Feb 09 13 06:59 pm  Link  Quote 
Photographer
Sophistocles
Posts: 21,320
Seattle, Washington, US


MC Photo wrote:

Technically, that's incorrect. You can deduct them as an individual, you just don't have them as an individual. It's not a deduction that's legal for corporations only.

But if you have them, you're no longer an individual.

I can't deduct the fees my LLC paid on my personal taxes (non pass through). And I can't personally pay them for the LLC, unreimbursed.

Right?

Feb 09 13 07:09 pm  Link  Quote 
Photographer
Cherrystone
Posts: 35,962
Columbus, Ohio, US


Sophistocles wrote:
Not if her income is below the reportable threshold. Stop guessing.
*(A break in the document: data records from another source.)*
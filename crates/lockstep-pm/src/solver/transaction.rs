use std::collections::{BTreeSet, HashMap, HashSet};
use std::fmt;
use std::sync::Arc;

use indexmap::IndexMap;

use crate::error::InvariantViolation;
use crate::package::Package;
use crate::util::is_platform_package;
use crate::Result;

/// A single step of a transaction
#[derive(Debug, Clone, PartialEq)]
pub enum Operation {
    Install(Arc<Package>),
    Update { from: Arc<Package>, to: Arc<Package> },
    Uninstall(Arc<Package>),
}

impl Operation {
    /// The package this operation leaves behind (or removes)
    pub fn package(&self) -> &Arc<Package> {
        match self {
            Operation::Install(p) | Operation::Uninstall(p) => p,
            Operation::Update { to, .. } => to,
        }
    }

    pub fn name(&self) -> &str {
        &self.package().name
    }

    pub fn kind(&self) -> &'static str {
        match self {
            Operation::Install(_) => "install",
            Operation::Update { .. } => "update",
            Operation::Uninstall(_) => "remove",
        }
    }
}

impl fmt::Display for Operation {
    fn fmt(&self, f: &mut fmt::Formatter<'_>) -> fmt::Result {
        match self {
            Operation::Install(p) => write!(f, "Installing {} ({})", p.name, p.pretty_version()),
            Operation::Update { from, to } => write!(
                f,
                "Updating {} ({} => {})",
                to.name,
                from.pretty_version(),
                to.pretty_version()
            ),
            Operation::Uninstall(p) => write!(f, "Removing {} ({})", p.name, p.pretty_version()),
        }
    }
}

/// The ordered operations that turn the prior package set into the new one.
///
/// Operations are ordered so that a package is installed or updated only
/// after the packages it requires, and removed only after the packages that
/// required it were removed or updated. Operations that could run at the
/// same point are ordered by package name.
#[derive(Debug, Clone, Default)]
pub struct Transaction {
    pub operations: Vec<Operation>,
}

impl Transaction {
    pub fn new() -> Self {
        Self::default()
    }

    /// Diff two package sets. Platform packages never produce operations.
    pub fn from_packages(prior: &[Arc<Package>], new: &[Arc<Package>]) -> Result<Self> {
        let prior_map = by_name(prior);
        let new_map = by_name(new);

        let mut operations = Vec::new();
        for (name, package) in &new_map {
            match prior_map.get(name) {
                Some(previous) if !changed(previous, package) => {}
                Some(previous) => operations.push(Operation::Update {
                    from: Arc::clone(previous),
                    to: Arc::clone(package),
                }),
                None => operations.push(Operation::Install(Arc::clone(package))),
            }
        }
        for (name, package) in &prior_map {
            if !new_map.contains_key(name) {
                operations.push(Operation::Uninstall(Arc::clone(package)));
            }
        }

        let operations = order(operations)?;
        log::debug!(
            "Transaction: {} operation(s) from {} prior and {} new package(s)",
            operations.len(),
            prior_map.len(),
            new_map.len()
        );
        Ok(Self { operations })
    }

    /// Packages installed fresh or updated to
    pub fn installs(&self) -> impl Iterator<Item = &Arc<Package>> {
        self.operations.iter().filter_map(|op| match op {
            Operation::Install(p) => Some(p),
            Operation::Update { to, .. } => Some(to),
            Operation::Uninstall(_) => None,
        })
    }

    /// Packages that were not present before
    pub fn new_installs(&self) -> impl Iterator<Item = &Arc<Package>> {
        self.operations.iter().filter_map(|op| match op {
            Operation::Install(p) => Some(p),
            _ => None,
        })
    }

    pub fn updates(&self) -> impl Iterator<Item = (&Arc<Package>, &Arc<Package>)> {
        self.operations.iter().filter_map(|op| match op {
            Operation::Update { from, to } => Some((from, to)),
            _ => None,
        })
    }

    pub fn removals(&self) -> impl Iterator<Item = &Arc<Package>> {
        self.operations.iter().filter_map(|op| match op {
            Operation::Uninstall(p) => Some(p),
            _ => None,
        })
    }

    pub fn is_empty(&self) -> bool {
        self.operations.is_empty()
    }

    pub fn len(&self) -> usize {
        self.operations.len()
    }

    /// Index of the operation touching `name`
    pub fn position_of(&self, name: &str) -> Option<usize> {
        self.operations
            .iter()
            .position(|op| op.name().eq_ignore_ascii_case(name))
    }
}

fn by_name(packages: &[Arc<Package>]) -> IndexMap<String, Arc<Package>> {
    let mut map = IndexMap::new();
    for package in packages {
        if is_platform_package(&package.name) {
            continue;
        }
        map.entry(package.name.to_lowercase())
            .or_insert_with(|| Arc::clone(package));
    }
    map
}

fn source_reference(package: &Package) -> Option<&serde_json::Value> {
    package.metadata.get("source").and_then(|s| s.get("reference"))
}

/// A package counts as changed when its version or its source reference moved
fn changed(from: &Package, to: &Package) -> bool {
    from.version != to.version || source_reference(from) != source_reference(to)
}

/// Order operations topologically, layer by layer
fn order(operations: Vec<Operation>) -> Result<Vec<Operation>> {
    let count = operations.len();

    // Every name (own, provided, replaced) an operation satisfies or frees
    let mut installs_by_name: HashMap<String, Vec<usize>> = HashMap::new();
    let mut removals_by_name: HashMap<String, Vec<usize>> = HashMap::new();
    for (index, op) in operations.iter().enumerate() {
        match op {
            Operation::Install(p) | Operation::Update { to: p, .. } => {
                for name in p.names() {
                    installs_by_name.entry(name).or_default().push(index);
                }
            }
            Operation::Uninstall(_) => {}
        }
        let freed = match op {
            Operation::Uninstall(p) => Some(p),
            Operation::Update { from, .. } => Some(from),
            Operation::Install(_) => None,
        };
        if let Some(p) = freed {
            for name in p.names() {
                removals_by_name.entry(name).or_default().push(index);
            }
        }
    }

    // before[i] holds the operations that must run before i
    let mut before: Vec<HashSet<usize>> = vec![HashSet::new(); count];
    for (index, op) in operations.iter().enumerate() {
        match op {
            Operation::Install(p) | Operation::Update { to: p, .. } => {
                for dep in p.require.keys() {
                    let dep = dep.to_lowercase();
                    for &other in installs_by_name.get(&dep).into_iter().flatten() {
                        if other != index {
                            before[index].insert(other);
                        }
                    }
                }
            }
            Operation::Uninstall(_) => {}
        }

        // A removed or updated package frees what it required: those
        // removals wait for it
        let freed = match op {
            Operation::Uninstall(p) => Some(p),
            Operation::Update { from, .. } => Some(from),
            Operation::Install(_) => None,
        };
        if let Some(p) = freed {
            for dep in p.require.keys() {
                let dep = dep.to_lowercase();
                for &other in removals_by_name.get(&dep).into_iter().flatten() {
                    if other != index && matches!(operations[other], Operation::Uninstall(_)) {
                        before[other].insert(index);
                    }
                }
            }
        }
    }

    let mut after: Vec<Vec<usize>> = vec![Vec::new(); count];
    let mut pending: Vec<usize> = vec![0; count];
    for (index, deps) in before.iter().enumerate() {
        pending[index] = deps.len();
        for &dep in deps {
            after[dep].push(index);
        }
    }

    let key = |i: usize| (operations[i].name().to_lowercase(), i);
    let mut ready: BTreeSet<(String, usize)> = (0..count)
        .filter(|&i| pending[i] == 0)
        .map(key)
        .collect();
    let mut sorted = Vec::with_capacity(count);

    while sorted.len() < count {
        if ready.is_empty() {
            // Mutual requires leave no operation free to run. Release the
            // first cycle member by name and carry on from there.
            let Some(index) = cycle_members(&before, &pending)
                .into_iter()
                .min_by_key(|&i| key(i))
            else {
                return Err(InvariantViolation::DependencyCycle {
                    packages: stuck_names(&operations, &pending),
                }
                .into());
            };
            log::debug!(
                "Breaking dependency cycle at {} ({} operation(s) unordered)",
                operations[index].name(),
                count - sorted.len()
            );
            pending[index] = 0;
            ready.insert(key(index));
        }

        let layer = std::mem::take(&mut ready);
        for (_, index) in layer {
            sorted.push(index);
            for &next in &after[index] {
                // A released cycle member is already at zero
                if pending[next] == 0 {
                    continue;
                }
                pending[next] -= 1;
                if pending[next] == 0 {
                    ready.insert(key(next));
                }
            }
        }
    }

    let mut slots: Vec<Option<Operation>> = operations.into_iter().map(Some).collect();
    Ok(sorted
        .into_iter()
        .filter_map(|index| slots[index].take())
        .collect())
}

/// Unordered operations that sit on a cycle, leaving out those that merely
/// wait for one
fn cycle_members(before: &[HashSet<usize>], pending: &[usize]) -> Vec<usize> {
    let mut remaining: HashSet<usize> = (0..pending.len()).filter(|&i| pending[i] > 0).collect();
    loop {
        let waiting_only: Vec<usize> = remaining
            .iter()
            .copied()
            .filter(|&i| !remaining.iter().any(|&j| before[j].contains(&i)))
            .collect();
        if waiting_only.is_empty() {
            break;
        }
        for i in waiting_only {
            remaining.remove(&i);
        }
    }
    remaining.into_iter().collect()
}

fn stuck_names(operations: &[Operation], pending: &[usize]) -> Vec<String> {
    let mut names: Vec<String> = (0..operations.len())
        .filter(|&i| pending[i] > 0)
        .map(|i| operations[i].name().to_string())
        .collect();
    names.sort();
    names
}
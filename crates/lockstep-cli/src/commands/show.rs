//! Show command - list locked packages or the details of one.

use std::collections::HashSet;
use std::path::PathBuf;

use anyhow::{Context, Result};
use clap::Args;
use console::style;
use serde_json::Value;

use lockstep_pm::json::{LockFile, LockedPackage};
use lockstep_pm::{Error, InvariantViolation};

use super::Project;

#[derive(Args, Debug)]
pub struct ShowArgs {
    /// Package name to show details for
    #[arg(value_name = "PACKAGE")]
    pub package: Option<String>,

    /// Leave out packages only needed for development
    #[arg(long)]
    pub no_dev: bool,

    /// Only show direct dependencies
    #[arg(short = 'D', long)]
    pub direct: bool,

    /// Output as JSON
    #[arg(long)]
    pub format_json: bool,

    /// Working directory
    #[arg(short = 'd', long, default_value = ".")]
    pub working_dir: PathBuf,
}

pub async fn execute(args: ShowArgs) -> Result<i32> {
    let project = Project::load(&args.working_dir)?;
    let locker = project.locker();

    let lock = match locker.get_lock_data() {
        Ok(lock) => lock,
        Err(Error::InputInvariant(InvariantViolation::NotLocked)) => {
            println!(
                "{} No lock file found. Run 'lockstep resolve' first.",
                style("Info:").cyan()
            );
            return Ok(0);
        }
        Err(e) => return Err(e).context("Failed to read the lock file"),
    };

    if !locker.is_fresh()? {
        println!(
            "{} The lock file is not up to date with {}",
            style("Warning:").yellow().bold(),
            super::MANIFEST_FILE
        );
    }

    if let Some(ref name) = args.package {
        return show_package_details(name, &lock, args.format_json);
    }

    let direct: HashSet<String> = project
        .manifest
        .require
        .keys()
        .chain(project.manifest.require_dev.keys())
        .map(|name| name.to_lowercase())
        .collect();

    show_locked_packages(&lock, &direct, &args)
}

fn find_package<'a>(lock: &'a LockFile, name: &str) -> Option<&'a LockedPackage> {
    lock.all_packages().find(|p| p.name.eq_ignore_ascii_case(name))
}

fn show_package_details(name: &str, lock: &LockFile, as_json: bool) -> Result<i32> {
    let Some(pkg) = find_package(lock, name) else {
        eprintln!("{} Package '{}' not found", style("Error:").red().bold(), name);
        return Ok(1);
    };

    if as_json {
        println!("{}", serde_json::to_string_pretty(pkg)?);
        return Ok(0);
    }

    println!("{} {}", style("name").cyan(), style(&pkg.name).white().bold());
    println!("{} {}", style("version").cyan(), style(&pkg.version).yellow());

    if let Some(package_type) = &pkg.package_type {
        println!("{} {}", style("type").cyan(), package_type);
    }

    if let Some(Value::String(desc)) = pkg.extra.get("description") {
        println!("{} {}", style("description").cyan(), desc);
    }

    let is_dev = lock
        .packages_dev
        .iter()
        .flatten()
        .any(|p| p.name == pkg.name);
    if is_dev {
        println!("{} yes", style("dev").cyan());
    }

    let links = [
        ("requires", &pkg.require),
        ("requires (dev)", &pkg.require_dev),
        ("provides", &pkg.provide),
        ("replaces", &pkg.replace),
        ("conflicts", &pkg.conflict),
    ];
    for (label, map) in links {
        if map.is_empty() {
            continue;
        }
        println!("{}", style(label).cyan());
        for (dep, constraint) in map {
            println!("  {} {}", dep, style(constraint).dim());
        }
    }

    Ok(0)
}

fn show_locked_packages(lock: &LockFile, direct: &HashSet<String>, args: &ShowArgs) -> Result<i32> {
    let packages = select_packages(lock, direct, args.no_dev, args.direct);

    if args.format_json {
        println!("{}", serde_json::to_string_pretty(&packages)?);
        return Ok(0);
    }

    if packages.is_empty() {
        println!("{} No packages locked", style("Info:").cyan());
        return Ok(0);
    }

    let max_name_len = packages.iter().map(|p| p.name.len()).max().unwrap_or(20);
    let max_version_len = packages.iter().map(|p| p.version.len()).max().unwrap_or(10);

    for pkg in packages {
        let description = match pkg.extra.get("description") {
            Some(Value::String(desc)) => desc.as_str(),
            _ => "",
        };
        println!(
            "{:<name_width$} {:<version_width$} {}",
            style(&pkg.name).green(),
            style(&pkg.version).yellow(),
            description,
            name_width = max_name_len,
            version_width = max_version_len,
        );
    }

    Ok(0)
}

fn select_packages<'a>(
    lock: &'a LockFile,
    direct: &HashSet<String>,
    no_dev: bool,
    only_direct: bool,
) -> Vec<&'a LockedPackage> {
    let dev = if no_dev { None } else { lock.packages_dev.as_ref() };

    lock.packages
        .iter()
        .flatten()
        .chain(dev.into_iter().flatten())
        .filter(|p| !only_direct || direct.contains(&p.name.to_lowercase()))
        .collect()
}

#[cfg(test)]
mod tests {
    use super::*;

    const LOCK: &str = r#"{
        "content-hash": "abc",
        "packages": [
            {"name": "vendor/a", "version": "1.1.0", "require": {"vendor/b": "^1.0"}, "description": "A"},
            {"name": "vendor/b", "version": "1.2.0"}
        ],
        "packages-dev": [
            {"name": "vendor/test", "version": "1.0.0"}
        ],
        "aliases": [],
        "minimum-stability": "stable",
        "stability-flags": [],
        "prefer-stable": false,
        "prefer-lowest": false,
        "platform": [],
        "platform-dev": []
    }"#;

    fn names(packages: &[&LockedPackage]) -> Vec<String> {
        packages.iter().map(|p| p.name.clone()).collect()
    }

    #[test]
    fn test_select_packages() {
        let lock = LockFile::from_str(LOCK).unwrap();
        let direct: HashSet<String> = ["vendor/a".to_string(), "vendor/test".to_string()].into();

        assert_eq!(
            names(&select_packages(&lock, &direct, false, false)),
            vec!["vendor/a", "vendor/b", "vendor/test"]
        );
        assert_eq!(
            names(&select_packages(&lock, &direct, true, false)),
            vec!["vendor/a", "vendor/b"]
        );
        assert_eq!(
            names(&select_packages(&lock, &direct, false, true)),
            vec!["vendor/a", "vendor/test"]
        );
    }

    #[test]
    fn test_find_package_ignores_case() {
        let lock = LockFile::from_str(LOCK).unwrap();
        let pkg = find_package(&lock, "Vendor/A").unwrap();
        assert_eq!(pkg.version, "1.1.0");
        assert_eq!(pkg.extra.get("description"), Some(&Value::String("A".to_string())));
        assert!(find_package(&lock, "vendor/missing").is_none());
    }
}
Ummmm, self employed income threshold to file isn't enough to feed a cat in a year so.......he ain't guessing.

Feb 09 13 07:19 pm  Link  Quote 
Photographer
David Parsons
Posts: 972
Quincy, Massachusetts, US


Floofie wrote:
my intent is to do the correct thing legally -

If that is true, then you will pay taxes.  Talk to a CPA for qualified advice.

Feb 09 13 07:27 pm  Link  Quote 
Photographer
Sophistocles
Posts: 21,320
Seattle, Washington, US


Small Fruit Pits wrote:

Ummmm, self employed income threshold to file isn't enough to feed a cat in a year so.......he ain't guessing.

Depends on the cat. And who gifts the cat with food.

Guessing.

Feb 09 13 07:28 pm  Link  Quote 
Photographer
Cherrystone
Posts: 35,962
Columbus, Ohio, US


Sophistocles wrote:

Depends on the cat. And who gifts the cat with food.

Guessing.

At a $400 a year income threshold to file.......not a guess.

Feb 09 13 07:31 pm  Link  Quote 
Photographer
Cherrystone
Posts: 35,962
Columbus, Ohio, US


Floofie wrote:
Do you pay taxes or do only under-the-table work? (This is for non-agency work of course.)

I can guarantee you that there are a number of models making a decent income that skip a return.

I can also guarantee you from past experience, that if the IRS gets wind of you....well, I'd rather have the FBI and the DOJ crawl up my ass than the IRS.
At least with the former you get due process. IRS kinda plays by their own rules.

Does anyone ever get pissed off at you, even if they are a nutcase, who might guess you're skipping out? It only takes one phone call to get the ball rolling, and the reporter gets a percentage for ratting you out.

Though I prevailed both times with them, I'd rather get tossed in a cage with wild hungry animals than relive that again, IMHO.

Feb 09 13 07:36 pm  Link  Quote 
Photographer
Reel Avenue
Posts: 540
Los Angeles, California, US


Just sent you and email.
Feb 09 13 07:39 pm  Link  Quote 
Photographer
A-M-P
Posts: 17,908
Orlando, Florida, US


I am self employed and payed self employment tax this year It was taken from  the credits they awarded me and even got back a refund I was pleasantly  surprised. I did filed as head of household. Unless you are making over 20k with your freelance modeling I wouldn't worry too much you might not pay much at the end of the year after deductions.
Feb 09 13 07:39 pm  Link  Quote 
Photographer
Shy L
Posts: 584
Burlington, Vermont, US


Small Fruit Pits wrote:
At a $400 a year income threshold to file.......not a guess.

Actually it's almost $10k a year before you have to file if you are filing single under 65.  Even higher for older people, joint returns, head of household, and widow(er).

Feb 09 13 07:42 pm  Link  Quote 
Photographer
Sophistocles
Posts: 21,320
Seattle, Washington, US


Shy L wrote:
Actually it's almost $10k a year before you have to file if you are filing single under 65.  Even higher for older people, joint returns, head of household, and widow(er).

Shhhh! Don't let facts spoil the fun!

It depends on where the income comes from. If she properly avoids being self employed, and there are legal ways to do that, it is much more than $400.

Again, tons of variables and even more guessing.

I'll leave this here. http://www.irs.gov/Individuals/Do-You-N … Tax-Return

If, for example, she treats modeling as a hobby and has, say, a generous boyfriend... Well, heck, life can be downright comfortable.

Feb 09 13 07:47 pm  Link  Quote 
Photographer
Image Works Photography
Posts: 2,890
Orlando, Florida, US


To op- if you don't put down any dependents then yes you will pay. Its setup in a way that if your single with no dependent you still pay taxes even with below middle class income. I advice to set money aside during the year.